A common piece of feedback from CRN Fast50 companies has been the importance of distributor credit in their early days – in this way, disties have helped many of Australia’s resellers grow successfully. Channel partners often shop around distributors based purely on credit flexibility, so it should come as no surprise that some disties have begun offering a range of innovative finance programs.
Westcon-Comstor, for instance, established its own captive finance company to seed its resellers as they offer cloud and on-demand services. “The discussion is no longer, ‘Do I pay cash or [ask for] leasing?” says Westcon Financial Services sales director Mark Hegarty. The business arrived in Australian in late 2016, underpinned by Westcon’s South African parent company, Datatec.
Resellers creating their own intellectual property (IP), by knitting Westcon-supplied products and services into their own platform, can access distie purchase order finance, speeding time to revenue.
“The reseller may wait three years for his money back on the box, plus he hasn’t been paid for his IP. Our solution allows him to bring the cashflow and revenue forward so we unlock the value in the purchase order.”

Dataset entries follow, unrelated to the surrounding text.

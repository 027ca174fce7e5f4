//! Registry Module - scoped name registry
//!
//! Key types:
//! - `NameRegistry`: scope table and bind/lookup/unbind operations
//! - `ScopeHandle`: a scope's backing store, used as a binding dependency
//! - `BindingHandle`: caller-side view of one binding
//! - `BindingState`: Pending → Active → Released

mod binding;
mod name_registry;
mod scope_store;

pub use binding::{BindingHandle, BindingState, DeploymentId};
pub use name_registry::NameRegistry;
pub use scope_store::ScopeHandle;
//! Binder - scoped name registry with dependency-ordered bindings
//!
//! | Module | Responsibility |
//! |--------|----------------|
//! | [`registry`] | `NameRegistry`: scopes, bind/lookup/unbind, readiness |
//! | [`installer`] | `BindingInstaller`: per-deployment startup hook |
//! | [`name`] | Hierarchical binding names |
//! | [`scope`] | `Global` / `Application(id)` scopes and their config |
//! | [`provider`] | `ValueProvider` capability objects |
//! | [`event_log`] | Audit trail of scope and binding transitions |
//! | [`error`] | Error types with fix suggestions |

pub mod error;
pub mod event_log;
pub mod installer;
pub mod name;
pub mod provider;
pub mod registry;
pub mod scope;

pub use error::{BinderError, FixSuggestion, Result};
pub use event_log::{Event, EventKind, EventLog, DEFAULT_EVENT_CAPACITY};
pub use installer::{
    ArchiveContext, BindingInstaller, BindingSpec, BindingsConfig, DeploymentContext, EnvContext,
    InstallReport, ScopeKind, StaticContext,
};
pub use name::Name;
pub use provider::{StringProvider, ValueProvider};
pub use registry::{BindingHandle, BindingState, DeploymentId, NameRegistry, ScopeHandle};
pub use scope::{Scope, ScopeConfig};
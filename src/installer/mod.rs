//! Binding installer - startup hook for one deployment
//!
//! Resolves the application id from the deployment context, then binds
//! every configured value (global scope first, then the application
//! scope). Each binding depends on its own scope's store being ready.
//! The first failing bind aborts the install; nothing already bound is
//! rolled back.

mod config;
mod context;

use std::sync::Arc;
use std::time::Duration;

use tracing::{debug, info, instrument};

use crate::error::Result;
use crate::provider::{StringProvider, ValueProvider};
use crate::registry::{BindingHandle, DeploymentId, ScopeHandle};

pub use config::{
    BindingSpec, BindingsConfig, ScopeKind, APP_BINDING_NAME, APP_BINDING_VALUE,
    GLOBAL_BINDING_NAME, GLOBAL_BINDING_VALUE, SCHEMA,
};
pub use context::{
    application_id_from_module, ArchiveContext, DeploymentContext, EnvContext, StaticContext,
    APP_ID_ENV, MODULE_PREFIX,
};

#[derive(Debug, Clone, Default)]
pub struct BindingInstaller {
    config: BindingsConfig,
}

impl BindingInstaller {
    pub fn new(config: BindingsConfig) -> Self {
        Self { config }
    }

    pub fn config(&self) -> &BindingsConfig {
        &self.config
    }

    /// Bind every configured value for the deployment behind `ctx`
    #[instrument(skip_all)]
    pub fn install(&self, ctx: &dyn DeploymentContext) -> Result<InstallReport> {
        let application_id = ctx.resolve_application_id()?;
        let registry = ctx.registry();
        let owner = DeploymentId::new(application_id.as_str());

        info!(
            application_id = %application_id,
            bindings = self.config.bindings.len(),
            "Installing bindings"
        );

        let mut report = InstallReport {
            application_id,
            owner: owner.clone(),
            bindings: Vec::with_capacity(self.config.bindings.len()),
            dependencies: Vec::new(),
            startup_timeout: self.config.startup_timeout(),
        };

        for spec in self.config.ordered() {
            let scope = spec.scope.resolve(&report.application_id);
            let dependency = registry.ensure_scope(&scope);
            let provider: Arc<dyn ValueProvider> = Arc::new(StringProvider::new(spec.value.as_str()));

            let handle = registry.bind_owned(
                spec.name.clone(),
                &scope,
                provider,
                &dependency,
                Some(owner.clone()),
            )?;
            debug!(scope = %scope, name = %spec.name, state = %handle.state(), "Bound");

            report.bindings.push(handle);
            if !report.dependencies.iter().any(|d| d.scope() == dependency.scope()) {
                report.dependencies.push(dependency);
            }
        }

        Ok(report)
    }
}

/// Outcome of one successful `install`
#[derive(Debug, Clone)]
pub struct InstallReport {
    application_id: String,
    owner: DeploymentId,
    bindings: Vec<BindingHandle>,
    dependencies: Vec<ScopeHandle>,
    startup_timeout: Option<Duration>,
}

impl InstallReport {
    pub fn application_id(&self) -> &str {
        &self.application_id
    }

    /// Owner recorded on every binding; pass to `NameRegistry::teardown`
    pub fn owner(&self) -> &DeploymentId {
        &self.owner
    }

    /// Bindings in install order
    pub fn bindings(&self) -> &[BindingHandle] {
        &self.bindings
    }

    /// Distinct scope stores the bindings depend on
    pub fn dependencies(&self) -> &[ScopeHandle] {
        &self.dependencies
    }

    pub fn all_active(&self) -> bool {
        self.bindings.iter().all(BindingHandle::is_active)
    }

    pub fn pending(&self) -> usize {
        self.bindings.iter().filter(|b| !b.is_active()).count()
    }

    /// Wait for every dependency to become ready
    ///
    /// Waits indefinitely unless the bindings file set
    /// `startup_timeout_ms`, in which case each dependency gets that long
    /// before `ActivationTimeout`.
    pub async fn wait_active(&self) -> Result<()> {
        for dependency in &self.dependencies {
            dependency.wait_ready(self.startup_timeout).await?;
        }
        Ok(())
    }
}
//! NameRegistry - scoped name → provider store
//!
//! Scope table in a DashMap; each scope has its own store with an
//! exclusive lock for mutations and shared access for lookups.

use std::sync::atomic::{AtomicU64, Ordering};
use std::sync::Arc;

use dashmap::mapref::entry::Entry;
use dashmap::DashMap;
use once_cell::sync::Lazy;
use serde_json::Value;
use tracing::{debug, info, instrument, warn};

use crate::error::{BinderError, Result};
use crate::event_log::{EventKind, EventLog};
use crate::name::Name;
use crate::provider::ValueProvider;
use crate::scope::{Scope, ScopeConfig};

use super::binding::{BindingEntry, BindingHandle, DeploymentId};
use super::scope_store::{ScopeHandle, ScopeStore, Waiter};

/// Process-wide registry
static GLOBAL_REGISTRY: Lazy<NameRegistry> = Lazy::new(NameRegistry::new);

struct RegistryInner {
    scopes: DashMap<Scope, Arc<ScopeStore>>,
    next_binding_id: AtomicU64,
    events: EventLog,
}

/// Thread-safe name registry (cheap to clone, clones share state)
#[derive(Clone)]
pub struct NameRegistry {
    inner: Arc<RegistryInner>,
}

impl NameRegistry {
    /// Create an independent registry
    pub fn new() -> Self {
        Self::with_events(EventLog::new())
    }

    /// Registry whose event log keeps at most `capacity` events
    pub fn with_event_capacity(capacity: usize) -> Self {
        Self::with_events(EventLog::with_capacity(capacity))
    }

    fn with_events(events: EventLog) -> Self {
        Self {
            inner: Arc::new(RegistryInner {
                scopes: DashMap::new(),
                next_binding_id: AtomicU64::new(0),
                events,
            }),
        }
    }

    /// The process-wide registry shared by every deployment
    pub fn global() -> &'static NameRegistry {
        &GLOBAL_REGISTRY
    }

    pub fn events(&self) -> &EventLog {
        &self.inner.events
    }

    fn handle(&self, store: Arc<ScopeStore>) -> ScopeHandle {
        ScopeHandle {
            store,
            events: self.inner.events.clone(),
        }
    }

    fn store(&self, scope: &Scope) -> Option<Arc<ScopeStore>> {
        self.inner.scopes.get(scope).map(|s| Arc::clone(s.value()))
    }

    // ═══════════════════════════════════════════════════════════════
    // Scopes
    // ═══════════════════════════════════════════════════════════════

    /// Create a scope (idempotent for an identical config)
    ///
    /// Fails with `ScopeConflict` when the scope already exists with a
    /// different config.
    pub fn create_scope(&self, scope: Scope, config: ScopeConfig) -> Result<ScopeHandle> {
        let store = match self.inner.scopes.entry(scope.clone()) {
            Entry::Occupied(existing) => {
                if existing.get().config() != config {
                    warn!(scope = %scope, "Scope re-created with a different config");
                    return Err(BinderError::ScopeConflict {
                        scope: scope.to_string(),
                    });
                }
                return Ok(self.handle(Arc::clone(existing.get())));
            }
            Entry::Vacant(slot) => {
                let store = Arc::new(ScopeStore::new(scope, config));
                slot.insert(Arc::clone(&store));
                store
            }
        };

        Ok(self.publish_new_scope(store))
    }

    /// Existing scope handle, or a new deferred scope
    ///
    /// Unlike `create_scope` this never conflicts: the existing config
    /// wins. Installers use it to declare their dependency.
    pub fn ensure_scope(&self, scope: &Scope) -> ScopeHandle {
        let (store, created) = match self.inner.scopes.entry(scope.clone()) {
            Entry::Occupied(existing) => (Arc::clone(existing.get()), false),
            Entry::Vacant(slot) => {
                let store = Arc::new(ScopeStore::new(scope.clone(), ScopeConfig::deferred()));
                slot.insert(Arc::clone(&store));
                (store, true)
            }
        };

        if created {
            self.publish_new_scope(store)
        } else {
            self.handle(store)
        }
    }

    fn publish_new_scope(&self, store: Arc<ScopeStore>) -> ScopeHandle {
        let ready = store.config().ready_on_create;
        info!(scope = %store.label(), ready, "Scope created");
        self.inner.events.emit(EventKind::ScopeCreated {
            scope: Arc::clone(store.label()),
            ready,
        });

        let handle = self.handle(store);
        if ready {
            handle.mark_ready();
        }
        handle
    }

    /// Handle for an existing scope
    pub fn scope(&self, scope: &Scope) -> Option<ScopeHandle> {
        self.store(scope).map(|store| self.handle(store))
    }

    /// All known scopes, sorted
    pub fn scopes(&self) -> Vec<Scope> {
        let mut scopes: Vec<Scope> = self.inner.scopes.iter().map(|s| s.key().clone()).collect();
        scopes.sort();
        scopes
    }

    // ═══════════════════════════════════════════════════════════════
    // Bindings
    // ═══════════════════════════════════════════════════════════════

    /// Register `provider` under `name` in `scope`
    ///
    /// The binding stays `Pending` (invisible to lookups) until
    /// `depends_on` is ready.
    pub fn bind(
        &self,
        name: Name,
        scope: &Scope,
        provider: Arc<dyn ValueProvider>,
        depends_on: &ScopeHandle,
    ) -> Result<BindingHandle> {
        self.bind_owned(name, scope, provider, depends_on, None)
    }

    /// `bind` with an owner whose teardown releases the binding
    #[instrument(skip(self, provider, depends_on), fields(dependency = %depends_on.scope()))]
    pub fn bind_owned(
        &self,
        name: Name,
        scope: &Scope,
        provider: Arc<dyn ValueProvider>,
        depends_on: &ScopeHandle,
        owner: Option<DeploymentId>,
    ) -> Result<BindingHandle> {
        let target = self.store(scope).ok_or_else(|| BinderError::UnknownScope {
            scope: scope.to_string(),
        })?;

        let id = self.inner.next_binding_id.fetch_add(1, Ordering::Relaxed);
        let state = target.insert_pending(&name, id, provider, owner.clone())?;

        debug!("Binding pending");
        self.inner.events.emit(EventKind::BindingPending {
            scope: Arc::clone(target.label()),
            name: name.to_string().into(),
            depends_on: Arc::clone(depends_on.store.label()),
        });

        depends_on.register(Waiter {
            target: Arc::downgrade(&target),
            name: name.clone(),
            id,
        });

        Ok(BindingHandle {
            id,
            name,
            scope: scope.clone(),
            owner,
            state,
        })
    }

    /// Value bound under `name` in `scope`
    ///
    /// Fails with `NotFound` when unbound or still pending. Never releases
    /// the provider.
    pub fn lookup(&self, name: &Name, scope: &Scope) -> Result<Value> {
        let not_found = || BinderError::NotFound {
            name: name.to_string(),
            scope: scope.to_string(),
        };
        let store = self.store(scope).ok_or_else(not_found)?;
        store.get_active(name).map_err(|err| match err {
            BinderError::DependencyUnready { .. } => not_found(),
            other => other,
        })
    }

    /// Remove a binding and release its provider
    ///
    /// Fails with `NotBound` if nothing is bound under `name`.
    pub fn unbind(&self, name: &Name, scope: &Scope) -> Result<()> {
        let entry = self
            .store(scope)
            .and_then(|store| store.remove(name))
            .ok_or_else(|| BinderError::NotBound {
                name: name.to_string(),
                scope: scope.to_string(),
            })?;
        self.release_entry(scope, name, entry);
        Ok(())
    }

    /// Unbind exactly the binding behind `handle`
    ///
    /// Fails with `NotBound` once that binding is gone, even if the name
    /// has been bound again since.
    pub fn unbind_handle(&self, handle: &BindingHandle) -> Result<()> {
        let entry = self
            .store(&handle.scope)
            .and_then(|store| store.remove_if(&handle.name, handle.id))
            .ok_or_else(|| BinderError::NotBound {
                name: handle.name.to_string(),
                scope: handle.scope.to_string(),
            })?;
        self.release_entry(&handle.scope, &handle.name, entry);
        Ok(())
    }

    /// Unbind every binding owned by `owner`, across all scopes
    ///
    /// Returns how many bindings were released.
    pub fn teardown(&self, owner: &DeploymentId) -> usize {
        let stores: Vec<Arc<ScopeStore>> = self
            .inner
            .scopes
            .iter()
            .map(|s| Arc::clone(s.value()))
            .collect();

        let mut released = 0;
        for store in stores {
            for (name, entry) in store.remove_owned(owner) {
                if self.release_entry(store.scope(), &name, entry) {
                    released += 1;
                }
            }
        }

        info!(owner = %owner, released, "Deployment torn down");
        self.inner.events.emit(EventKind::OwnerTornDown {
            owner: owner.as_str().into(),
            released,
        });
        released
    }

    fn release_entry(&self, scope: &Scope, name: &Name, entry: BindingEntry) -> bool {
        if !entry.release() {
            return false;
        }
        debug!(scope = %scope, name = %name, "Binding released");
        self.inner.events.emit(EventKind::BindingReleased {
            scope: scope.to_string().into(),
            name: name.to_string().into(),
        });
        true
    }

    /// Active names in `scope`, sorted
    pub fn list(&self, scope: &Scope) -> Result<Vec<Name>> {
        self.store(scope)
            .map(|store| store.active_names())
            .ok_or_else(|| BinderError::UnknownScope {
                scope: scope.to_string(),
            })
    }

    /// Active names in `scope` at or below `prefix`, sorted
    pub fn list_under(&self, scope: &Scope, prefix: &Name) -> Result<Vec<Name>> {
        let mut names = self.list(scope)?;
        names.retain(|name| name.starts_with(prefix));
        Ok(names)
    }
}

impl Default for NameRegistry {
    fn default() -> Self {
        Self::new()
    }
}

impl std::fmt::Debug for NameRegistry {
    fn fmt(&self, f: &mut std::fmt::Formatter<'_>) -> std::fmt::Result {
        f.debug_struct("NameRegistry")
            .field("scopes", &self.inner.scopes.len())
            .field("events", &self.inner.events.len())
            .finish()
    }
}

Hegarty says the interest rate is comparable to a lease. But because Westcon is deeper into the transaction and a beneficiary, it may extend finance when a bank would baulk. “If you’re looking at growing your business in 2017, even if you don’t have an order now, have a chat to us and we can start the process and education of understanding what’s available,” Hegarty says. “Then when they go into a contracting piece with a client they’re in a better place to understand how to structure.”
Hegarty says he was surprised recently when an emerging reseller won a $3 million contract with a bank for security and battery power on the back of Westcon’s purchase order finance. “They’re nimble and smart, which encouraged the bank to give them the business, but the challenge was they had to come up with cash they otherwise wouldn’t be able to access.”